Starting with ADO2.6, in Windows Vista, the default value of
PersistSecurityInfo
in a connection string isFalse
, rather thanTrue
.Prior to Windows Vista a connection string such as:
Data Source=deathstar;User ID=SalesOrderSystem;Password=password1
would keep the password in the connection string after the connection is opened, which makes it the equivalent of:
Data Source=deathstar;User ID=SalesOrderSystem; Password=password1;PersistSecurityInfo=true
Starting with Windows Vista the password is, by default, removed from a connection's
ConnectionString
property:Data Source=deathstar;User ID=SalesOrderSystem
which is the equivalent of
Data Source=deathstar;User ID=SalesOrderSystem; Password=password1;PersistSecurityInfo=false
i knew my colleague was experiencing this behavior where the password is being removed. And then while the connection is closed he's trying to open a query (i.e. ADOQuery.Open) which imiplicitely tries to open the Connection. But without a password saved in the connection string he gets his original error
The question became, "Why are you using a connection without opening it first?"

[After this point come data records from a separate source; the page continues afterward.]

//! Client configuration

use std::env;
use std::fmt::{Display, Formatter, Result as FmtResult};
use std::str::FromStr;
use std::time::Duration;

use cleanreport_processing::CompressionOptions;
use serde::{Deserialize, Serialize};

const RELAY_URL: &str = "http://localhost:8080";
const SEND_PACE_MS: u64 = 500;
const COMPLETION_DELAY_MS: u64 = 3000;
const CLIENT_TIMEOUT_SECS: u64 = 60;

/// Hard cap on parallel compressions, whatever the configuration says.
pub const MAX_COMPRESSION_CONCURRENCY: usize = 4;

/// How a compressed submission travels to the relay.
#[derive(Debug, Clone, Copy, PartialEq, Eq, Default, Serialize, Deserialize)]
#[serde(rename_all = "snake_case")]
pub enum TransferMode {
    /// One request carrying every image.
    Batched,
    /// One request per image, paced.
    PerImageSequential,
    /// Per image, with send progress reported to the UI.
    #[default]
    PerImageWithProgress,
}

impl FromStr for TransferMode {
    type Err = anyhow::Error;

    fn from_str(s: &str) -> Result<Self, Self::Err> {
        match s.to_lowercase().as_str() {
            "batched" | "batch" => Ok(TransferMode::Batched),
            "per_image_sequential" | "sequential" => Ok(TransferMode::PerImageSequential),
            "per_image_with_progress" | "progress" => Ok(TransferMode::PerImageWithProgress),
            _ => Err(anyhow::anyhow!("Unknown transfer mode: {}", s)),
        }
    }
}

impl Display for TransferMode {
    fn fmt(&self, f: &mut Formatter<'_>) -> FmtResult {
        match self {
            TransferMode::Batched => write!(f, "batched"),
            TransferMode::PerImageSequential => write!(f, "per_image_sequential"),
            TransferMode::PerImageWithProgress => write!(f, "per_image_with_progress"),
        }
    }
}

/// What the form keeps after a successful submission.
#[derive(Debug, Clone, Copy, PartialEq, Eq, Default, Serialize, Deserialize)]
#[serde(rename_all = "snake_case")]
pub enum ResetPolicy {
    /// Start over from an empty form.
    Blank,
    /// Keep staff and report date for the next report of the day.
    #[default]
    KeepStaffAndDate,
}

impl FromStr for ResetPolicy {
    type Err = anyhow::Error;

    fn from_str(s: &str) -> Result<Self, Self::Err> {
        match s.to_lowercase().as_str() {
            "blank" => Ok(ResetPolicy::Blank),
            "keep_staff_and_date" | "keep" => Ok(ResetPolicy::KeepStaffAndDate),
            _ => Err(anyhow::anyhow!("Unknown reset policy: {}", s)),
        }
    }
}

#[derive(Debug, Clone)]
pub struct ClientConfig {
    /// Relay base URL, without the `/upload` path.
    pub relay_url: String,
    pub transfer_mode: TransferMode,
    /// Delay after each per-image request.
    pub pace: Duration,
    pub compression: CompressionOptions,
    /// Parallel compressions; clamped to `1..=MAX_COMPRESSION_CONCURRENCY`.
    pub compression_concurrency: usize,
    /// How long the completion indicator stays before the form resets.
    pub completion_delay: Duration,
    pub reset_policy: ResetPolicy,
    pub timeout: Duration,
}

impl Default for ClientConfig {
    fn default() -> Self {
        Self {
            relay_url: RELAY_URL.to_string(),
            transfer_mode: TransferMode::default(),
            pace: Duration::from_millis(SEND_PACE_MS),
            compression: CompressionOptions::default(),
            compression_concurrency: 1,
            completion_delay: Duration::from_millis(COMPLETION_DELAY_MS),
            reset_policy: ResetPolicy::default(),
            timeout: Duration::from_secs(CLIENT_TIMEOUT_SECS),
        }
    }
}

fn env_parse<T: FromStr>(key: &str) -> Option<T> {
    env::var(key).ok().and_then(|v| v.trim().parse::<T>().ok())
}

impl ClientConfig {
    /// Load from the environment (and `.env`). Unset keys keep their defaults.
    ///
    /// Keys: `RELAY_URL`, `TRANSFER_MODE`, `SEND_PACE_MS`, `MAX_WIDTH`, `JPEG_QUALITY`,
    /// `COMPRESSION_CONCURRENCY`, `COMPLETION_DELAY_MS`, `RESET_POLICY`, `CLIENT_TIMEOUT_SECS`.
    pub fn from_env() -> Result<Self, anyhow::Error> {
        dotenvy::dotenv().ok();
        let defaults = Self::default();

        let transfer_mode = match env::var("TRANSFER_MODE") {
            Ok(mode) => mode.parse()?,
            Err(_) => defaults.transfer_mode,
        };
        let reset_policy = match env::var("RESET_POLICY") {
            Ok(policy) => policy.parse()?,
            Err(_) => defaults.reset_policy,
        };

        Ok(Self {
            relay_url: env::var("RELAY_URL")
                .map(|url| url.trim_end_matches('/').to_string())
                .unwrap_or(defaults.relay_url),
            transfer_mode,
            pace: env_parse("SEND_PACE_MS")
                .map(Duration::from_millis)
                .unwrap_or(defaults.pace),
            compression: CompressionOptions {
                max_width: env_parse("MAX_WIDTH").unwrap_or(defaults.compression.max_width),
                quality: env_parse("JPEG_QUALITY").unwrap_or(defaults.compression.quality),
            },
            compression_concurrency: env_parse("COMPRESSION_CONCURRENCY")
                .unwrap_or(defaults.compression_concurrency),
            completion_delay: env_parse("COMPLETION_DELAY_MS")
                .map(Duration::from_millis)
                .unwrap_or(defaults.completion_delay),
            reset_policy,
            timeout: env_parse("CLIENT_TIMEOUT_SECS")
                .map(Duration::from_secs)
                .unwrap_or(defaults.timeout),
        })
    }

    pub fn effective_concurrency(&self) -> usize {
        self.compression_concurrency
            .clamp(1, MAX_COMPRESSION_CONCURRENCY)
    }
}

#[cfg(test)]
mod tests {
    use super::*;

    #[test]
    fn test_defaults_follow_form_behaviour() {
        let config = ClientConfig::default();
        assert_eq!(config.pace, Duration::from_millis(500));
        assert_eq!(config.completion_delay, Duration::from_secs(3));
        assert_eq!(config.compression.max_width, 800);
        assert_eq!(config.transfer_mode, TransferMode::PerImageWithProgress);
        assert_eq!(config.reset_policy, ResetPolicy::KeepStaffAndDate);
    }

    #[test]
    fn test_concurrency_is_capped() {
        let mut config = ClientConfig::default();
        config.compression_concurrency = 0;
        assert_eq!(config.effective_concurrency(), 1);
        config.compression_concurrency = 16;
        assert_eq!(config.effective_concurrency(), MAX_COMPRESSION_CONCURRENCY);
    }

    #[test]
    fn test_transfer_mode_parsing() {
        assert_eq!("batched".parse::<TransferMode>().unwrap(), TransferMode::Batched);
        assert_eq!(
            "PER_IMAGE_SEQUENTIAL".parse::<TransferMode>().unwrap(),
            TransferMode::PerImageSequential
        );
        assert!("carrier-pigeon".parse::<TransferMode>().is_err());
        assert_eq!(TransferMode::Batched.to_string(), "batched");
    }
}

We traced it back to (multi-threaded code) where he was using a connection that was later being freed:
pseudo-code:
customer := TCustomer.Create(ADOConnection)
ADOConnection.Free;
customer.RefreshFromDatabase;
rather than
customer := TCustomer.Create(DataModule.ADOConnection);
customer.RefreshFromDatabase;
In jest, i suggested he could mask the error, and leave the potential crash, by changing the connection string to include PersistSecurityInfo=True
:
connectionString := ...+
';PersistSecurityInfo=True';
Which he did.
We have some library code that internally makes use of an ADOConnection
object. i would love to be able to change my code from:
destructor TAsyncFill.Destroy;
begin
...
FreeAndNil(FADOConnection)
end;
to
destructor TAsyncFill.Destroy;
begin
...
FADOConnection.Close;
FADOConnection.ConnectionString := 'This connection object has been freed. Why are you using it?';
FreeAndNil(FADOConnection);
end;
But i am sure it will introduce errors, where things used to happen to work.
What i am thinking of is some sort of closure, where i can inject an OnConnect
handler to the connection object:
destructor Destroy;
begin
...
FADOConnection.Close;
FADOConnection.BeforeConnect := {
OutputDebugString('You''re using a connection that''s been freed!');
Windows.Beep(1000, 60000) };
FreeAndNil(FADOConnection);
end;
But Delphi doesn't have anonymous event handlers.
Can anyone think of a way to be able to alert people when they're using an object after it's been freed?
Note: i understand there is no support for what i'm asking. i'm asking for ideas for the best possible hacks - given the limits of reality.